Bravelle (Ferring Pharmaceuticals); Fertinex (Serono); Metrodin (Serono).

Clinical Use

Urofollitropin, a natural product like the menotropins, is obtained from the urine of postmenopausal women and then highly purified so as to contain only FSH, reportedly with only minute amounts of LH. Urofollitropin is used for its ability to stimulate follicle development, such as in women undergoing drug-induced pituitary suppression (GnRH antagonist or superagonist) for purposes of IVF (i.e., multiple follicle development or egg donation). When the number and size of the ovarian follicles are correct, as determined by ultrasound, hCG is administered so as to effect ovulation, and the oocytes are retrieved for IVF.

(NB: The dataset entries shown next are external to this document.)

use std::{path::Path, sync::Arc};

use async_trait::async_trait;
use bytes::Bytes;
use s3::{creds::Credentials, error::S3Error, Bucket, BucketConfiguration, Region};
use thiserror::Error;
use tracing::{error, info};

use crate::config::StorageConfig;

pub const INPUTS_PREFIX: &str = "inputs/";
pub const OUTPUTS_PREFIX: &str = "outputs/";

#[derive(Debug, Error)]
pub enum StorageError {
    #[error("object store error: {0}")] Backend(String),
    #[error("unexpected status {0}")] Status(u16),
}

impl From<S3Error> for StorageError {
    fn from(e: S3Error) -> Self { StorageError::Backend(e.to_string()) }
}

/// Minimal key/value blob operations the gateway needs from an object store.
#[async_trait]
pub trait BlobStore: Send + Sync {
    async fn bucket_exists(&self, bucket: &str) -> Result<bool, StorageError>;
    async fn create_bucket(&self, bucket: &str) -> Result<(), StorageError>;
    async fn put_object(&self, bucket: &str, key: &str, data: Bytes, content_type: &str) -> Result<(), StorageError>;
    async fn presign_get(&self, bucket: &str, key: &str, expiry_secs: u32) -> Result<String, StorageError>;
    async fn list(&self, bucket: &str, prefix: &str) -> Result<Vec<String>, StorageError>;
    async fn delete(&self, bucket: &str, key: &str) -> Result<(), StorageError>;
    fn object_url(&self, bucket: &str, key: &str) -> String;
}

/// S3-compatible backend (MinIO in local development), path-style addressing.
pub struct S3BlobStore {
    region: Region,
    credentials: Credentials,
    endpoint: String,
}

impl S3BlobStore {
    pub fn new(config: &StorageConfig) -> Result<Self, StorageError> {
        let endpoint = config.endpoint_url();
        let region = Region::Custom { region: config.region.clone(), endpoint: endpoint.clone() };
        let credentials = Credentials::new(Some(config.access_key.as_str()), Some(config.secret_key.as_str()), None, None, None)
            .map_err(|e| StorageError::Backend(e.to_string()))?;
        Ok(Self { region, credentials, endpoint })
    }

    fn bucket(&self, name: &str) -> Result<Box<Bucket>, StorageError> {
        Ok(Bucket::new(name, self.region.clone(), self.credentials.clone())?.with_path_style())
    }
}

fn check_status(code: u16) -> Result<(), StorageError> {
    if (200..300).contains(&code) { Ok(()) } else { Err(StorageError::Status(code)) }
}

#[async_trait]
impl BlobStore for S3BlobStore {
    async fn bucket_exists(&self, bucket: &str) -> Result<bool, StorageError> {
        Ok(self.bucket(bucket)?.exists().await?)
    }

    async fn create_bucket(&self, bucket: &str) -> Result<(), StorageError> {
        let resp = Bucket::create_with_path_style(
            bucket,
            self.region.clone(),
            self.credentials.clone(),
            BucketConfiguration::default(),
        )
        .await?;
        check_status(resp.response_code)
    }

    async fn put_object(&self, bucket: &str, key: &str, data: Bytes, content_type: &str) -> Result<(), StorageError> {
        let resp = self.bucket(bucket)?.put_object_with_content_type(key, &data, content_type).await?;
        check_status(resp.status_code())
    }

    async fn presign_get(&self, bucket: &str, key: &str, expiry_secs: u32) -> Result<String, StorageError> {
        Ok(self.bucket(bucket)?.presign_get(key, expiry_secs, None).await?)
    }

    async fn list(&self, bucket: &str, prefix: &str) -> Result<Vec<String>, StorageError> {
        let pages = self.bucket(bucket)?.list(prefix.to_string(), None).await?;
        Ok(pages.into_iter().flat_map(|page| page.contents).map(|obj| obj.key).collect())
    }

    async fn delete(&self, bucket: &str, key: &str) -> Result<(), StorageError> {
        let resp = self.bucket(bucket)?.delete_object(key).await?;
        check_status(resp.status_code())
    }

    fn object_url(&self, bucket: &str, key: &str) -> String {
        format!("{}/{}/{}", self.endpoint, bucket, key)
    }
}

/// Bucket-scoped wrapper that never fails hard: every error is logged and
/// reported as `None`, `false` or an empty list.
pub struct StorageGateway {
    store: Arc<dyn BlobStore>,
    bucket: String,
    presign_expiry_secs: u32,
}

impl StorageGateway {
    pub fn new(store: Arc<dyn BlobStore>, bucket: impl Into<String>, presign_expiry_secs: u32) -> Self {
        Self { store, bucket: bucket.into(), presign_expiry_secs }
    }

    pub fn bucket(&self) -> &str { &self.bucket }

    pub async fn ensure_bucket(&self, name: &str) -> bool {
        let result = async {
            if self.store.bucket_exists(name).await? {
                info!("Bucket '{}' already exists", name);
            } else {
                self.store.create_bucket(name).await?;
                info!("🪣 Bucket '{}' created successfully", name);
            }
            Ok::<_, StorageError>(())
        }
        .await;
        match result {
            Ok(()) => true,
            Err(e) => {
                error!("❌ Error creating bucket '{}': {}", name, e);
                false
            }
        }
    }

    /// Writes `data` under `key`, creating the bucket first if needed. Returns the direct object URL.
    pub async fn put(&self, key: &str, data: impl Into<Bytes>, content_type: &str) -> Option<String> {
        if !self.ensure_bucket(&self.bucket).await {
            return None;
        }
        let data = data.into();
        let size = data.len();
        match self.store.put_object(&self.bucket, key, data, content_type).await {
            Ok(()) => {
                info!("☁️ Uploaded {} ({} bytes) to bucket '{}'", key, size, self.bucket);
                Some(self.store.object_url(&self.bucket, key))
            }
            Err(e) => {
                error!("❌ Error uploading {}: {}", key, e);
                None
            }
        }
    }

    pub async fn put_file(&self, key: &str, path: &Path, content_type: &str) -> Option<String> {
        match tokio::fs::read(path).await {
            Ok(data) => self.put(key, data, content_type).await,
            Err(e) => {
                error!("❌ File not found for upload {}: {}", path.display(), e);
                None
            }
        }
    }

    pub async fn presigned_url(&self, key: &str) -> Option<String> {
        self.store
            .presign_get(&self.bucket, key, self.presign_expiry_secs)
            .await
            .map_err(|e| error!("❌ Error getting presigned URL for {}: {}", key, e))
            .ok()
    }

    pub async fn list(&self, prefix: &str) -> Vec<String> {
        self.store.list(&self.bucket, prefix).await.unwrap_or_else(|e| {
            error!("❌ Error listing '{}': {}", prefix, e);
            Vec::new()
        })
    }

    pub async fn delete(&self, key: &str) -> bool {
        match self.store.delete(&self.bucket, key).await {
            Ok(()) => {
                info!("🗑️ Deleted object {}", key);
                true
            }
            Err(e) => {
                error!("❌ Error deleting {}: {}", key, e);
                false
            }
        }
    }
}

This drug also is indicated for women who have infertility caused by polycystic ovary syndrome, which generally is observed clinically as enlarged, cystic ovaries containing relatively small follicles. These patients often develop hirsutism, their androgen and LH levels appear elevated while their FSH levels are low, and the early exposure to these improper hormone levels may be causing the follicular atresia. The patient's monthly cycle is controlled by previous pituitary suppression via treatment with a GnRH superagonist or antagonist; urofollitropin, as an exogenous source of FSH, is administered and stimulates follicle maturation to preovulatory size, with little or no exposure of the follicles to additional LH. When the follicles have matured to preovulatory size, ovulation is assisted by the administration of hCG. The couple is then advised to engage in sexual intercourse daily, beginning on the day before hCG administration and until ovulation has occurred.